Ilusión rota en María Teresa

Dos personas, en el recinto María Teresa, de Crucita, cuentan cómo los contratistas que llegaron a nombre del Estado dejaron sus casas a medios construir.
DAmnificados del terremoto en Crucita
Damnificados del terremoto miran el lugar donde debieron reconstruir sus casas
DAmnificados del terremoto en Crucita
Damnificados del terremoto miran el lugar donde debieron reconstruir sus casas

José Leonardo García

Redacción ED.

José Leonardo García

Redacción ED.

Nació en Portoviejo en 1969. Graduado en Comunicación y máster en Redes Sociales por la Universid... Ver más

Descalzo y con machete en mano, Bolívar Lucas avanza por un estrecho camino de tierra convertido en lodazal por las recientes lluvias, en la comunidad María Teresa, de Las Gilces de Crucita. Es uno de los damnificados del terremoto. Va hacia el terreno en el que, sueña, algún día tendrá una casa nueva.

En el predio se ve muy poco: maleza y ocho estructuras de dos metros de alto, de hierro oxidado, semicamufladas por enredaderas silvestres.

Bolívar vivió en ese mismo sitio, en una casa de caña guadua, hasta el 16 de abril de 2016. Ese día, un terremoto de 7,8 grados de magnitud dejó inhabitable la vivienda. Por las condiciones en la que quedó, tuvo que ser demolida.

Después, le recomendaron a Bolívar que obtuviera el documento de propiedad del predio para que el Estado le construyera una nueva casa. Ideal para una persona como él, que vive sola y que enfrenta una condición de salud incapacitante. El hombre hizo la gestión, consiguió las escrituras del terreno, que es parte de una herencia, y las entregó.

 

 

Cuando el contratista llegó con el hierro, la piedra, la arena y otros materiales de construcción, Bolívar se sintió contento. Su nueva vivienda sería de ladrillos y él tendría una mejor condición para vivir.

En la misma situación estaba su pariente Gladys Aragundi, una mujer de cuerpo menudo, pero de manos fuertes, forjadas en el duro trabajo de la agricultura. Se la ve acompañada por su fiel machete, que es su herramienta de trabajo en el campo y su arma de defensa por si algún animal peligroso se atraviesa en su camino.
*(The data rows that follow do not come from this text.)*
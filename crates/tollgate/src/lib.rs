//! Tollgate - metered-access quota gateway
//!
//! Tollgate tracks, per tenant, a quota of consumption units ("tokens"),
//! replenishes it once per UTC day and moves tenants between a free trial,
//! paid tiers and a lapsed plan based on what the billing provider reports.
//!
//! # Quick Start
//!
//! ```rust,ignore
//! use tollgate::{LocalDeployment, Metered, MeteredError, TenantId, TollgateConfig, UsageReport};
//!
//! #[tokio::main]
//! async fn main() -> Result<(), Box<dyn std::error::Error>> {
//!     let local = LocalDeployment::open("./data", TollgateConfig::load()?).await?;
//!     let tenant = TenantId::from("shop-1");
//!
//!     local.gateway().start_trial(&tenant).await?;
//!     let outcome = local
//!         .gateway()
//!         .meter(&tenant, || async {
//!             Ok::<_, MeteredError>(Metered::new((), UsageReport::new(120, 380)))
//!         })
//!         .await?;
//!     println!("{} tokens left", outcome.account.remaining_tokens());
//!     Ok(())
//! }
//! ```
//!
//! # Architecture
//!
//! Tollgate is organized as a workspace with focused crates:
//!
//! - `tollgate_error` - Error types
//! - `tollgate_core` - Account, plans, audit entries, clock
//! - `tollgate_interface` - Store, billing and journal traits
//! - `tollgate_config` - Tiers and layered configuration
//! - `tollgate_storage` - In-memory and filesystem backends
//! - `tollgate_billing` - Local billing provider
//! - `tollgate_quota` - State machine, reset policy, enforcer, gateway
//!
//! This crate (`tollgate`) re-exports everything for convenience.

pub use tollgate_billing::*;
pub use tollgate_config::*;
pub use tollgate_core::*;
pub use tollgate_error::*;
pub use tollgate_interface::*;
pub use tollgate_quota::*;
pub use tollgate_storage::*;

mod local;
mod telemetry;

pub use local::LocalDeployment;
pub use telemetry::{LogFormat, init_tracing};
La historia es similar: su casa se destruyó, llegaron a demolerla y le prometieron construir una nueva, de ladrillos, al lado de la que tendría Bolívar.

Ambos, ilusionados, miraban cómo el contratista levantaba las estructuras de hierro para formar las columnas de hormigón, ocho por cada inmueble. Los obreros trabajaban cumplidos, sin retraso, hasta que un día dejaron de ir. Bolívar y Gladys no volvieron a saber más del ingeniero que les había contratado el Estado ni de los trabajadores. Pasaron a engrosar la lista de los damnificados del terremoto.
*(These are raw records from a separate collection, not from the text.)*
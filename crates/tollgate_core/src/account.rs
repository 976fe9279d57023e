//! Per-tenant account record and its audit trails.

use crate::Plan;
use chrono::{DateTime, NaiveDate, Utc};
use serde::{Deserialize, Serialize};

/// Trial days granted to a freshly provisioned tenant.
pub const DEFAULT_TRIAL_DAYS: u32 = 5;

/// Opaque, already-verified tenant identity.
///
/// # Examples
///
/// ```
/// use tollgate_core::TenantId;
///
/// let tenant = TenantId::from("gid://shopify/Shop/42");
/// assert_eq!(tenant.as_str(), "gid://shopify/Shop/42");
/// ```
#[derive(
    Debug,
    Clone,
    PartialEq,
    Eq,
    Hash,
    PartialOrd,
    Ord,
    Serialize,
    Deserialize,
    derive_more::Display,
    derive_more::From,
)]
#[serde(transparent)]
pub struct TenantId(String);

impl TenantId {
    /// Wrap a tenant identifier.
    pub fn new(id: impl Into<String>) -> Self {
        Self(id.into())
    }

    /// Borrow the raw identifier.
    pub fn as_str(&self) -> &str {
        &self.0
    }
}

impl From<&str> for TenantId {
    fn from(id: &str) -> Self {
        Self(id.to_string())
    }
}

/// One plan transition.
#[derive(Debug, Clone, PartialEq, Eq, Serialize, Deserialize)]
pub struct PlanLogEntry {
    /// Transition label, e.g. `"to trial"`
    pub action: String,
    /// When the transition happened
    pub timestamp: DateTime<Utc>,
}

/// Usage snapshot taken when the daily quota was replenished.
#[derive(Debug, Clone, PartialEq, Eq, Serialize, Deserialize)]
pub struct ResetLogEntry {
    /// Day the snapshot closes (the previous `last_reset` day)
    pub date: NaiveDate,
    /// Tokens consumed during that day
    pub token_usage_at_reset: u64,
}

/// Quota and subscription state of one tenant.
///
/// # Examples
///
/// ```
/// use tollgate_core::{Account, Plan, TenantId, DEFAULT_TRIAL_DAYS};
/// use chrono::Utc;
///
/// let account = Account::provision(TenantId::from("shop-1"), Utc::now(), DEFAULT_TRIAL_DAYS);
/// assert_eq!(account.plan, Plan::None);
/// assert_eq!(account.trial_days_left, 5);
/// assert_eq!(account.token_limit, 0);
/// assert_eq!(account.token_usage, 0);
/// ```
#[derive(Debug, Clone, PartialEq, Eq, Serialize, Deserialize)]
pub struct Account {
    /// Tenant owning this record
    pub tenant_id: TenantId,
    /// Current subscription tier
    pub plan: Plan,
    /// Quota ceiling for the current period
    pub token_limit: u64,
    /// Consumption accrued in the current period
    pub token_usage: u64,
    /// Remaining trial days, frozen at zero
    pub trial_days_left: u32,
    /// Instant of the last replenishment
    pub last_reset: DateTime<Utc>,
    /// External billing reference of the paid subscription, if any
    #[serde(default)]
    pub subscription_ref: Option<String>,
    /// Append-only plan transitions
    #[serde(default)]
    pub plan_log: Vec<PlanLogEntry>,
    /// Append-only reset snapshots
    #[serde(default)]
    pub reset_log: Vec<ResetLogEntry>,
    /// When the account was provisioned
    pub created: DateTime<Utc>,
    /// Record version for conditional updates, 0 before first insert
    #[serde(default)]
    pub version: u64,
}

impl Account {
    /// Default record for a tenant seen for the first time.
    pub fn provision(tenant_id: TenantId, now: DateTime<Utc>, trial_days: u32) -> Self {
        Self {
            tenant_id,
            plan: Plan::None,
            token_limit: 0,
            token_usage: 0,
            trial_days_left: trial_days,
            last_reset: now,
            subscription_ref: None,
            plan_log: Vec::new(),
            reset_log: Vec::new(),
            created: now,
            version: 0,
        }
    }

    /// Trial plan with no days left.
    pub fn is_trial_exhausted(&self) -> bool {
        self.plan == Plan::Trial && self.trial_days_left == 0
    }

    /// Tokens left before the ceiling, zero once over it.
    pub fn remaining_tokens(&self) -> u64 {
        self.token_limit.saturating_sub(self.token_usage)
    }

    /// Move to `plan`, logging `"to {plan}"` only when the value changes.
    ///
    /// Returns whether a transition happened.
    pub fn transition_to(&mut self, plan: Plan, at: DateTime<Utc>) -> bool {
        if self.plan == plan {
            return false;
        }
        self.plan = plan;
        self.plan_log.push(PlanLogEntry {
            action: format!("to {}", plan),
            timestamp: at,
        });
        true
    }
}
Al año siguiente, una lluvia fuerte hizo que el caudal del río subiera más de lo normal. El agua llegó hasta los predios de Gladys y Bolívar y arrastró la arena, el ripio y parte de la piedra que habían dejado para la obra.

Han pasado seis años y lo que queda son dieciséis columnas oxidadas, cubiertas de maleza, unos montones de piedra a los que las hierbas y la tierra han invisibilizado, y la inmarcesible esperanza de que el Estado retome la construcción de las casas.

Frente al abandono, ni Bolívar ni Gladys se quedaron de brazos cruzados. Empezaron a gestionar ante el Ministerio de Desarrollo Urbano y Vivienda (Miduvi). De sus pocos recursos sacaron dinero para viajar algunas veces a Portoviejo hasta que, creen, los funcionarios parecieron haberse cansado de ellos.

Según Bolívar, un ingeniero le dijo que su casa está reportada con un 70 por ciento de avance de obra; a Gladys una funcionaria le respondió que agradeciera que por lo menos dejaron las columnas porque la casa anterior era de caña y para estas no había incentivos.